In 2009 Abt Associates hired me to develop a strategic plan for JFK Hospital, a distinguished tertiary hospital in Monrovia, Liberia, under the auspices of USAID. The hospital was founded in 1991 with support from the U.S. government and had suffered through the turmoil of two civil wars. When my colleague Judi Donnelly and I arrived at the hospital, we were impressed with the dedicated people working there, doctors and nurses in particular. We worked with a talented planning group, including Jennie Bernard, President Ellen Johnson Sirleaf’s sister, Walter T. Gwenigale, M.D., then Minister of Health and Social Welfare, and Christopher McDermott, USAID. S. Brisbane, M.D., Interim Chief Medical Officer at the time, was one of the first people to die in the recent Ebola epidemic.
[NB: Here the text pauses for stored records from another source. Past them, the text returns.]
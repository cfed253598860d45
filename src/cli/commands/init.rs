//! Implementation of the `colloquy init` command.

use anyhow::{Context, Result};
use clap::Args;
use std::path::PathBuf;
use tokio::fs;

use crate::cli::output::{output, CommandOutput};
use crate::domain::models::Config;
use crate::infrastructure::database::DatabaseConnection;

#[derive(Args, Debug)]
pub struct InitArgs {
    /// Force reinitialization even if already initialized
    #[arg(long, short)]
    pub force: bool,

    /// Target directory (defaults to current directory)
    #[arg(default_value = ".")]
    pub path: PathBuf,
}

#[derive(Debug, serde::Serialize)]
pub struct InitOutput {
    pub success: bool,
    pub message: String,
    pub initialized_path: PathBuf,
    pub directories_created: Vec<String>,
    pub config_written: bool,
    pub database_initialized: bool,
}

impl CommandOutput for InitOutput {
    fn to_human(&self) -> String {
        let mut lines = vec![self.message.clone()];
        if !self.directories_created.is_empty() {
            lines.push("\nCreated directories:".to_string());
            for dir in &self.directories_created {
                lines.push(format!("  - {dir}"));
            }
        }
        if self.config_written {
            lines.push("\nDefault configuration written to .colloquy/config.yaml".to_string());
        }
        if self.database_initialized {
            lines.push("Conclusion store initialized at .colloquy/colloquy.db".to_string());
        }
        lines.join("\n")
    }

    fn to_json(&self) -> serde_json::Value {
        serde_json::to_value(self).unwrap_or_default()
    }
}

pub async fn execute(args: InitArgs, json_mode: bool) -> Result<()> {
    let target_path = if args.path.is_absolute() {
        args.path.clone()
    } else {
        std::env::current_dir()
            .context("Failed to get current directory")?
            .join(&args.path)
    };

    let colloquy_dir = target_path.join(".colloquy");

    // Check if already initialized
    if colloquy_dir.exists() && !args.force {
        let output_data = InitOutput {
            success: false,
            message: "Project already initialized. Use --force to reinitialize.".to_string(),
            initialized_path: target_path,
            directories_created: vec![],
            config_written: false,
            database_initialized: false,
        };
        output(&output_data, json_mode);
        return Ok(());
    }

    // If forcing, remove existing
    if args.force && colloquy_dir.exists() {
        fs::remove_dir_all(&colloquy_dir)
            .await
            .context("Failed to remove existing .colloquy directory")?;
    }

    let mut directories_created = vec![];

    let dirs = [
        colloquy_dir.clone(),
        colloquy_dir.join("orgs"),
        colloquy_dir.join("logs"),
    ];

    for dir in &dirs {
        if !dir.exists() {
            fs::create_dir_all(dir)
                .await
                .with_context(|| format!("Failed to create {dir:?}"))?;
            let relative = dir
                .strip_prefix(&target_path)
                .unwrap_or(dir)
                .to_string_lossy()
                .to_string();
            directories_created.push(relative);
        }
    }

    // Write the default configuration with every knob spelled out, so
    // editing it never starts from a blank page.
    let config_path = colloquy_dir.join("config.yaml");
    let config_yaml = serde_yaml::to_string(&Config::default())
        .context("Failed to serialize default configuration")?;
    let header = "# Colloquy configuration. Values here override built-in defaults;\n\
                  # .colloquy/orgs/<name>.yaml and .colloquy/local.yaml override this\n\
                  # file, and COLLOQUY_* environment variables override everything.\n";
    fs::write(&config_path, format!("{header}{config_yaml}"))
        .await
        .context("Failed to write default configuration")?;

    // Initialize the conclusion store
    let mut db_config = Config::default().database;
    db_config.path = colloquy_dir
        .join("colloquy.db")
        .to_string_lossy()
        .to_string();
    let db = DatabaseConnection::connect(&db_config)
        .await
        .context("Failed to open conclusion store")?;
    db.migrate().await.context("Failed to run migrations")?;
    db.close().await;

    let output_data = InitOutput {
        success: true,
        message: if args.force {
            "Project reinitialized successfully.".to_string()
        } else {
            "Project initialized successfully.".to_string()
        },
        initialized_path: target_path,
        directories_created,
        config_written: true,
        database_initialized: true,
    };

    output(&output_data, json_mode);
    Ok(())
}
We worked closely with James Tomarken, M.D., at the time a Clinton Foundation Senior Fellow assigned to JFK.
The first day we were at the hospital, a few of the enthusiastic young nurses introduced us to a teenage boy covered with acid burns, inflicted on him by intruders to his mother’s home. This bright, appealing boy had no hope of getting the extensive plastic surgery needed to restore his badly burnt body to normalcy. JFK and in fact the whole country lack the doctors needed to care for the population, and entire specialties are missing. A Liberian-born American plastic surgeon had started to treat this boy but had to return home to the U.S. to be with his family. The fact that we live in Boston turned out to be fortuitous, and through the perseverance of Dr. Tomarken and others this boy was successfully treated, free of charge, at the Shriners Hospital in Boston, enabling him to live a full life.
While in Monrovia, where we stayed at the lovely Cape Hotel, Judi and I enjoyed our friendships with both Liberians and Americans working in Monrovia. We especially enjoyed our time in the exciting open market, having clothing made by hand out of the beautiful Liberian batiks woven in China.
We are great admirers of President Ellen Johnson-Sirleaf (see photo below) and enjoyed working with her sister Jennie Bernard on the JFK Hospital planning group! President Johnson-Sirleaf describes her relationship with her sister in her autobiography This Child Will Be Great.